The protocol's team confirmed that their smart contracts and internal systems were never touched, and all services are still running like a well-oiled machine.

So, why the switch? Curve said it was due to the .fi domain being down for way too long and getting the cold shoulder from the registrar, Iwantmyname. They're not messing around anymore!

"The .fi will be down for too long / no point of moving back," the team blasted out on X. They also threw some shade at the .fi domain registrars, saying that the ones handling ".finance domains" are way more responsive and reliable. Ouch!

The platform made it loud and clear that the breach was strictly a DNS layer issue and didn't involve any unauthorized access to their internal infrastructure. They're not playing around with security!

"None of our password protections or 2FA systems were bypassed," the Curve Finance spokesperson declared. They're keeping their guard up!

When we grilled them on how the breach went down, the spokesperson said it's "still under investigation" and they don't have any more juicy details to spill right now. But don't worry, they promised to keep us in the loop as soon as they know more.

In a post-incident update on May 13, the team revealed that they jumped into action to contain the threat, isolate the affected systems, and kick off a full-blown investigation. They're not taking this lying down!

Curve also brought in security partners and their domain registrar to help get things back to normal, but the slow response from the registrar was the final straw in their decision to ditch the old domain. They're not waiting around for anyone!

In another update, they said that the registrar finally got their act together and froze the Curve.fi domain, shutting down the malicious drainer. It's about time!

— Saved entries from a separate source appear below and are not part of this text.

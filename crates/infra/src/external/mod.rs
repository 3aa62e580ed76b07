//! Outbound adapters for third-party providers.

pub mod key_check;

pub use key_check::{HttpKeyVerifier, KeyCheckError, KeyIdentity, KeyVerifier, Provider};
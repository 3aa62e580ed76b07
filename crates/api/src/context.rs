use axum::async_trait;
use axum::extract::FromRequestParts;
use axum::http::StatusCode;
use axum::http::request::Parts;
use axum::response::Response;
use chrono::{DateTime, Utc};

use prospector_auth::{PublicIdentity, SessionClaims};
use prospector_core::UserId;

use crate::app::errors::json_error;

/// Verified session for a request.
///
/// Inserted by the gate middleware; immutable for the life of the request.
/// Handlers that require a session extract it directly and get a 401 when it
/// is missing.
#[derive(Debug, Clone, PartialEq, Eq)]
pub struct SessionContext {
    claims: SessionClaims,
}

impl SessionContext {
    pub fn new(claims: SessionClaims) -> Self {
        Self { claims }
    }

    pub fn user_id(&self) -> UserId {
        self.claims.sub
    }

    pub fn identity(&self) -> PublicIdentity {
        self.claims.identity()
    }

    pub fn expires_at(&self) -> DateTime<Utc> {
        self.claims.expires_at
    }
}

#[async_trait]
impl<S> FromRequestParts<S> for SessionContext
where
    S: Send + Sync,
{
    type Rejection = Response;

    async fn from_request_parts(parts: &mut Parts, _state: &S) -> Result<Self, Self::Rejection> {
        parts
            .extensions
            .get::<SessionContext>()
            .cloned()
            .ok_or_else(|| json_error(StatusCode::UNAUTHORIZED, "unauthenticated", "sign in required"))
    }
}
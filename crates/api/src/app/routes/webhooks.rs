use std::sync::Arc;

use axum::{
    Json, Router,
    extract::{Extension, rejection::JsonRejection},
    http::{HeaderMap, StatusCode},
    response::IntoResponse,
    routing::post,
};
use subtle::ConstantTimeEq;
use tracing::info;

use crate::app::{errors, services::AppServices};

pub const WEBHOOK_SECRET_HEADER: &str = "x-webhook-secret";

pub fn router() -> Router {
    Router::new().route("/inbound", post(inbound))
}

/// Accepts any JSON payload and records its `type`. When a shared secret is
/// configured, the request must carry it.
pub async fn inbound(
    Extension(services): Extension<Arc<AppServices>>,
    headers: HeaderMap,
    body: Result<Json<serde_json::Value>, JsonRejection>,
) -> axum::response::Response {
    if let Some(expected) = services.config.webhook_secret.as_deref() {
        let presented = headers.get(WEBHOOK_SECRET_HEADER).map(|v| v.as_bytes());
        if !secret_matches(presented, expected) {
            return errors::json_error(StatusCode::UNAUTHORIZED, "invalid_signature", "webhook secret mismatch");
        }
    }

    let Json(payload) = match body {
        Ok(b) => b,
        Err(rejection) => return errors::json_rejection_to_response(rejection),
    };

    let event_type = payload
        .get("type")
        .and_then(|v| v.as_str())
        .unwrap_or("unknown");
    info!(event_type, "inbound webhook received");

    StatusCode::ACCEPTED.into_response()
}

/// Compares in constant time for equal-length inputs.
fn secret_matches(presented: Option<&[u8]>, expected: &str) -> bool {
    presented.is_some_and(|p| bool::from(p.ct_eq(expected.as_bytes())))
}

And get this, in response to a community member, the project confirmed they're working on introducing a .eth domain using the Ethereum Name Service. It's a decentralized alternative to the traditional DNS infrastructure, and they're not stopping until it's done!

"That will come next. Needs slightly more work, but will happen," they said. They're not backing down from a challenge!

The DNS hijack was first spotted by the Curve team on May 12, and it was a wild ride. The attackers rerouted traffic from Curve.fi to a fake website that looked just like the protocol's interface and had a wallet drainer ready to pounce. It was live for hours before they could shut it down, and on-chain security firm Blockaid and other industry players were sounding the alarm.

And the price of CRV, Curve DAO's native token, took a hit, dropping nearly 7% to an intraday low of $0.71 after the news broke. But it's been fighting back, rebounding to $0.76 at press time, with a 6% gain in the last 24 hours. It's not going down without a fight!